### Problem
Every line of the entries below that carries the string "ParamValue" should be copied.

### Stored data entries
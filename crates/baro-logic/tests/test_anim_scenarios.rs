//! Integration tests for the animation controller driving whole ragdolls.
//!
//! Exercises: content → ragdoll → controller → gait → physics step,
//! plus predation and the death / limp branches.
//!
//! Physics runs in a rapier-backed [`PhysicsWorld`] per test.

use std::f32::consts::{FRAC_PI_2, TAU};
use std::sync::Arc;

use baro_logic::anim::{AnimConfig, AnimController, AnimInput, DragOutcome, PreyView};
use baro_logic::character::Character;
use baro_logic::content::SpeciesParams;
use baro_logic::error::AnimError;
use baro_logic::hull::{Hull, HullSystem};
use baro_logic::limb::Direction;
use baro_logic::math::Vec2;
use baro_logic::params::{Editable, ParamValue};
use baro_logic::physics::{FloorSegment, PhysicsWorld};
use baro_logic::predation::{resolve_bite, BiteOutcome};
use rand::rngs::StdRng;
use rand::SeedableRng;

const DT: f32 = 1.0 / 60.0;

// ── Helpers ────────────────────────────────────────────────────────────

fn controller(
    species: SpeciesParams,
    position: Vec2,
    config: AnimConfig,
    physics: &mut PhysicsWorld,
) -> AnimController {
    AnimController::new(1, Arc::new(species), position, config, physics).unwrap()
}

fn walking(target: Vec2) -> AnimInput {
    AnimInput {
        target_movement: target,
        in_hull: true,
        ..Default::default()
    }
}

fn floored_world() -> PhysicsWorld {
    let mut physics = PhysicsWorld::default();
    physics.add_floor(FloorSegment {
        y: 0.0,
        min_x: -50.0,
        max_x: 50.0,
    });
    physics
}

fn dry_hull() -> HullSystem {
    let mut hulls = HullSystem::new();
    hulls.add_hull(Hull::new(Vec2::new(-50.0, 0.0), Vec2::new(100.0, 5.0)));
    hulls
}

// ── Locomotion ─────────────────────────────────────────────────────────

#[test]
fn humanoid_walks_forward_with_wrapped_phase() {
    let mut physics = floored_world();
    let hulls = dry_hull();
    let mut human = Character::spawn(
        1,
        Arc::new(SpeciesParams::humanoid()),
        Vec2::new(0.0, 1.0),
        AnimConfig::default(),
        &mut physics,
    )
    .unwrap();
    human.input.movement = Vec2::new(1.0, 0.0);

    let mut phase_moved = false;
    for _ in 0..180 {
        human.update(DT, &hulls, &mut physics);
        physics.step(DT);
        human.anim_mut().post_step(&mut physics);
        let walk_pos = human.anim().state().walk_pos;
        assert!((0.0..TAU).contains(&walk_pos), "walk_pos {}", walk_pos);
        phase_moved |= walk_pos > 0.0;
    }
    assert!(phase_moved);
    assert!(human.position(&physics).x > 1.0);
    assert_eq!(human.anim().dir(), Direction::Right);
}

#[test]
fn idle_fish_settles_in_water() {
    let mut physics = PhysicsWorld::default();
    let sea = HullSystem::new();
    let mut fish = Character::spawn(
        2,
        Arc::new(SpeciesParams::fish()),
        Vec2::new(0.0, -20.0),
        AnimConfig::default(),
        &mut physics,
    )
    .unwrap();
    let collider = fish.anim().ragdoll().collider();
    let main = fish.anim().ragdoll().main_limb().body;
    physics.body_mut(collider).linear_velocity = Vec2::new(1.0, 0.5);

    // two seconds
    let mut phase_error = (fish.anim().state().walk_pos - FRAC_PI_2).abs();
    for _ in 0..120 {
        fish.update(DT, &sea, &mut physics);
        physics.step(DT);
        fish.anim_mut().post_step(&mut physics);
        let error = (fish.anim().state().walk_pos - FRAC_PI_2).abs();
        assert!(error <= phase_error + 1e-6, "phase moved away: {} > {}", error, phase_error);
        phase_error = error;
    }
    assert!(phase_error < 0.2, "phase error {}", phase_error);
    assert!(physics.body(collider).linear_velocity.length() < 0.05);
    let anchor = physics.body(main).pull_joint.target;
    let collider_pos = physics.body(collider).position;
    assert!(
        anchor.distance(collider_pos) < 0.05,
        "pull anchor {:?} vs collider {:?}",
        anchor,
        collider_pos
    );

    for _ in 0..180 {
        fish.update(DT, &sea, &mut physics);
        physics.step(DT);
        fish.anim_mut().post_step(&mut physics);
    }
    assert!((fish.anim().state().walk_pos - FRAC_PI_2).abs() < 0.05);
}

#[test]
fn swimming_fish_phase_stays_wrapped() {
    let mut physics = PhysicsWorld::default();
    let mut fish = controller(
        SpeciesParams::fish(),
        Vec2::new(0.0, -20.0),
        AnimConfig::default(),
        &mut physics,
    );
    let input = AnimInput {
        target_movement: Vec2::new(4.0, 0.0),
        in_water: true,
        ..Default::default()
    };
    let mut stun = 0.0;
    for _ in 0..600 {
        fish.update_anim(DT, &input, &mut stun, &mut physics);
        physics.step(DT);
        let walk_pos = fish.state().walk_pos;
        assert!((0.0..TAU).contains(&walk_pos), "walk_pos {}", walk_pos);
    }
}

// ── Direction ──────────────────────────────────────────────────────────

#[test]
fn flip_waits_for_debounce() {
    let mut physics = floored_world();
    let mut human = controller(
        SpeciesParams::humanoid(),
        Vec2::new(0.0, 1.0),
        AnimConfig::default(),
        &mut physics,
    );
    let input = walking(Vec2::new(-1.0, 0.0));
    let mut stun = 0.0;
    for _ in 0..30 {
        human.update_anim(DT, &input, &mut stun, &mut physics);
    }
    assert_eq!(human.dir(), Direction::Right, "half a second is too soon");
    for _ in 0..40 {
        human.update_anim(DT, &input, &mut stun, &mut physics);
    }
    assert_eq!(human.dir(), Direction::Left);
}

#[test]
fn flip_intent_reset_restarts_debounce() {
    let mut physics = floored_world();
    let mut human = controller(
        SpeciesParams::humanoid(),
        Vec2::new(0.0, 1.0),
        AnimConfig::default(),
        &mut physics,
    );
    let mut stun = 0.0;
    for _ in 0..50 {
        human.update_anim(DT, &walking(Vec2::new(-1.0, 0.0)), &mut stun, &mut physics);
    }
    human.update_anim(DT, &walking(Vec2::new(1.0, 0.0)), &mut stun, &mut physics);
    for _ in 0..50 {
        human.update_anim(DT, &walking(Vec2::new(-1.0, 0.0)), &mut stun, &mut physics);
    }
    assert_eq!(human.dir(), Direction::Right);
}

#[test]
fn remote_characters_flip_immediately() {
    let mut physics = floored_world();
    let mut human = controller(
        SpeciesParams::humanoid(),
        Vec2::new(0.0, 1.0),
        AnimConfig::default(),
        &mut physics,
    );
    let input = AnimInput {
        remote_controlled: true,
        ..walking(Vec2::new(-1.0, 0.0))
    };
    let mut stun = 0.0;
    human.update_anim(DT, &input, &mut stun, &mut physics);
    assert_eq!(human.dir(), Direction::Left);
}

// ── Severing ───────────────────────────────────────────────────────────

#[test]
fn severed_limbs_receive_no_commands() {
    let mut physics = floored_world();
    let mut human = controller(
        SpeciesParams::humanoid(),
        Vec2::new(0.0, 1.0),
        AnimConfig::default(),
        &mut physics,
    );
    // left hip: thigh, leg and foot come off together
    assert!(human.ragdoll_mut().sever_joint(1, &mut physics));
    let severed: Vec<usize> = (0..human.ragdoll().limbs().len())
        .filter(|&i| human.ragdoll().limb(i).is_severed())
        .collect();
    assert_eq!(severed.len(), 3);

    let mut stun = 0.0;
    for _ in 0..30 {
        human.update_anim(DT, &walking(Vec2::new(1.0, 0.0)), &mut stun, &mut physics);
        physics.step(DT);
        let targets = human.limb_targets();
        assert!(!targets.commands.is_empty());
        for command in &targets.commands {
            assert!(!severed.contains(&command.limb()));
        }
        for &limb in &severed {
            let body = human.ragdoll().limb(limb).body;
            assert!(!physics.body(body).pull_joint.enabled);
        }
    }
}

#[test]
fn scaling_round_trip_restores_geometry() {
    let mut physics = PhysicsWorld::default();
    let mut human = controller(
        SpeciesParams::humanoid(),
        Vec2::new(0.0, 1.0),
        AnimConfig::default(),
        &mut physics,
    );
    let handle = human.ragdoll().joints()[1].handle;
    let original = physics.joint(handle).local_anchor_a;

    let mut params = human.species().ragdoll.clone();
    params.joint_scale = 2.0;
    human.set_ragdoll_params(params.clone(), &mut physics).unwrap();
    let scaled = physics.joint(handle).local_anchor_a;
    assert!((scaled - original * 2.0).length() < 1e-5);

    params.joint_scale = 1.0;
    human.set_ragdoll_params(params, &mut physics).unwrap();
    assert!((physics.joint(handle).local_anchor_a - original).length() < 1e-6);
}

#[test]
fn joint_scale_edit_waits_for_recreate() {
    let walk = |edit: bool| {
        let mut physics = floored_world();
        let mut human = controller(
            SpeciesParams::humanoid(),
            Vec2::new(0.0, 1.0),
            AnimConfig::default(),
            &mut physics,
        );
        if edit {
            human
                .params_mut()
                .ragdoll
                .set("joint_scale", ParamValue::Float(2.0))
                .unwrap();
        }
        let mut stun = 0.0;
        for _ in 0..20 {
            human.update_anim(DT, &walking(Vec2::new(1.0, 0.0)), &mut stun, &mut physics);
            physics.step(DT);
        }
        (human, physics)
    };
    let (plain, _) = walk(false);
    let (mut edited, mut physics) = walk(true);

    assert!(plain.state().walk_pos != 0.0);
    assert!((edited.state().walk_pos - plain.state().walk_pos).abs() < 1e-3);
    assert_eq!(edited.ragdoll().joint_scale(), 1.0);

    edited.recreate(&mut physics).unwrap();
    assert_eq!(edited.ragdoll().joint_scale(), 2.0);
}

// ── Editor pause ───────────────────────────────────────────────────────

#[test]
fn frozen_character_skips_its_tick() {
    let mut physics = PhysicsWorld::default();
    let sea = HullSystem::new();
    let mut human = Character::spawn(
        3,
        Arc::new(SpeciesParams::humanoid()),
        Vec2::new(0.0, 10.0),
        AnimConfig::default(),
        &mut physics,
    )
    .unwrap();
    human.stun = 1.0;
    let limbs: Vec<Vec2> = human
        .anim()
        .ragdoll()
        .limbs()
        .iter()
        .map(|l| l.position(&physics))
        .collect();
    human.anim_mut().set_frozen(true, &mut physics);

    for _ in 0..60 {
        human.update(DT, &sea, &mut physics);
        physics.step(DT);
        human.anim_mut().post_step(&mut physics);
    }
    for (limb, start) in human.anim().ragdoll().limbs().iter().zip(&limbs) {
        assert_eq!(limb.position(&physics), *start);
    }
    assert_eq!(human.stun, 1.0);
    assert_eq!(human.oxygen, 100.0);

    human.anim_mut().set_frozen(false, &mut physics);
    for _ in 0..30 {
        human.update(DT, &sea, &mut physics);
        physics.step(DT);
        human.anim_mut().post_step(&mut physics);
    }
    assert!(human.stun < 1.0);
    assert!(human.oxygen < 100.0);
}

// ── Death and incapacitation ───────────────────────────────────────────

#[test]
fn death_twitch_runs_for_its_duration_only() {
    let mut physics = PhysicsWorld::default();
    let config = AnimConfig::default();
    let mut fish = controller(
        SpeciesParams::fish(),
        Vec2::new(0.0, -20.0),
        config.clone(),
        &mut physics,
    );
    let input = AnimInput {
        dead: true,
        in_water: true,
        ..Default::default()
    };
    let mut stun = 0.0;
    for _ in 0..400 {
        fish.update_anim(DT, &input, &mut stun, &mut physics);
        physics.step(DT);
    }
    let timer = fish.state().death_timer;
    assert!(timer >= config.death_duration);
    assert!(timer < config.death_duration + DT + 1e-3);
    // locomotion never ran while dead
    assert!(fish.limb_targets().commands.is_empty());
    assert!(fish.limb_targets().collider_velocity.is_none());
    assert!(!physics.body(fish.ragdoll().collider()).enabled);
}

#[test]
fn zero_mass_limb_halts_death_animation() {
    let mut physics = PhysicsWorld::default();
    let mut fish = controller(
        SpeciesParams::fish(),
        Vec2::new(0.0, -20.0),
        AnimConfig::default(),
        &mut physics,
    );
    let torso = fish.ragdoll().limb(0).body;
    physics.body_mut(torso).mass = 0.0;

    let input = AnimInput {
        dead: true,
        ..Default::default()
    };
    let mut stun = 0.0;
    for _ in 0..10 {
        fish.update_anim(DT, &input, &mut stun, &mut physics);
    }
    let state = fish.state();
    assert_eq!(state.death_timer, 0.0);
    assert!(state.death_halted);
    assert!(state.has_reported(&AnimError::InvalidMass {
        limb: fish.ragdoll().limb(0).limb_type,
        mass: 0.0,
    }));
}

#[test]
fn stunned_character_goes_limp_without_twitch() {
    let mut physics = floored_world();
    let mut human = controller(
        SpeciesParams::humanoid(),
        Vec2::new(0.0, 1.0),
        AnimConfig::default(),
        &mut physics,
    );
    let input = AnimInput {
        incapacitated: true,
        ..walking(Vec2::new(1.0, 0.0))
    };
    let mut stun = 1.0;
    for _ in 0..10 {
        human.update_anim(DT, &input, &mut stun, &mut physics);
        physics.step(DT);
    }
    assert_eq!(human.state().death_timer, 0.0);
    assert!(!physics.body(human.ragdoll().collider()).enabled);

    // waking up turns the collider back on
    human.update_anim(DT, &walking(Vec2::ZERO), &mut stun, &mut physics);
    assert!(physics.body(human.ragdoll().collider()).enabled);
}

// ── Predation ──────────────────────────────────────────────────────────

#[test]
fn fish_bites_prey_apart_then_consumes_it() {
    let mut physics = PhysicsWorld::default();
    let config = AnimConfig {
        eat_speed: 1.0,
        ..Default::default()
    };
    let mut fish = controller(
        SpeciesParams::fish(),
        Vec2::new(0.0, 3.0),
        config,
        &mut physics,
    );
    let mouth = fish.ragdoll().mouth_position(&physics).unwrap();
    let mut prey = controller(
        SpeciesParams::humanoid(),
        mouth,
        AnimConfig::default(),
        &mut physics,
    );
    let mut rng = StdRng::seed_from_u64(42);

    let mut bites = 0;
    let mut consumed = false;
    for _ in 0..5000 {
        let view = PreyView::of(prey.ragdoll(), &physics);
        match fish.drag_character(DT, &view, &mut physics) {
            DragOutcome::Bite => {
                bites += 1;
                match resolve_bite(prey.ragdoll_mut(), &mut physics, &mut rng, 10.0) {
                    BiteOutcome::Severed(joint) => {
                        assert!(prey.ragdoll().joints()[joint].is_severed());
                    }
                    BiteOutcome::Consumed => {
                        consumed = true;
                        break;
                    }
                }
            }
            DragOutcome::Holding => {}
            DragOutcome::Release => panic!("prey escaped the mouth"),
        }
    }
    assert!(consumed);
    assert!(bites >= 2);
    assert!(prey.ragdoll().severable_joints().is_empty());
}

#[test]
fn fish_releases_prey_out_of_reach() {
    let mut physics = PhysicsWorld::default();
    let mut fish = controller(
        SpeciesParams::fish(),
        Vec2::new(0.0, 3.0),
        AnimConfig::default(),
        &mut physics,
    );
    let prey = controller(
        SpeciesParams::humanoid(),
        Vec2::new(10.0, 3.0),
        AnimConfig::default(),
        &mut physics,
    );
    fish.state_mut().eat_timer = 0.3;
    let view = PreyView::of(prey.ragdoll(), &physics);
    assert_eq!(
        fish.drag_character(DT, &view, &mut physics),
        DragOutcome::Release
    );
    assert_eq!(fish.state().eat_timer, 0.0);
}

### Solution to the exercise
use baro_logic::params::{Editable, ParamValue};
                .set("joint_scale", ParamValue::Float(2.0))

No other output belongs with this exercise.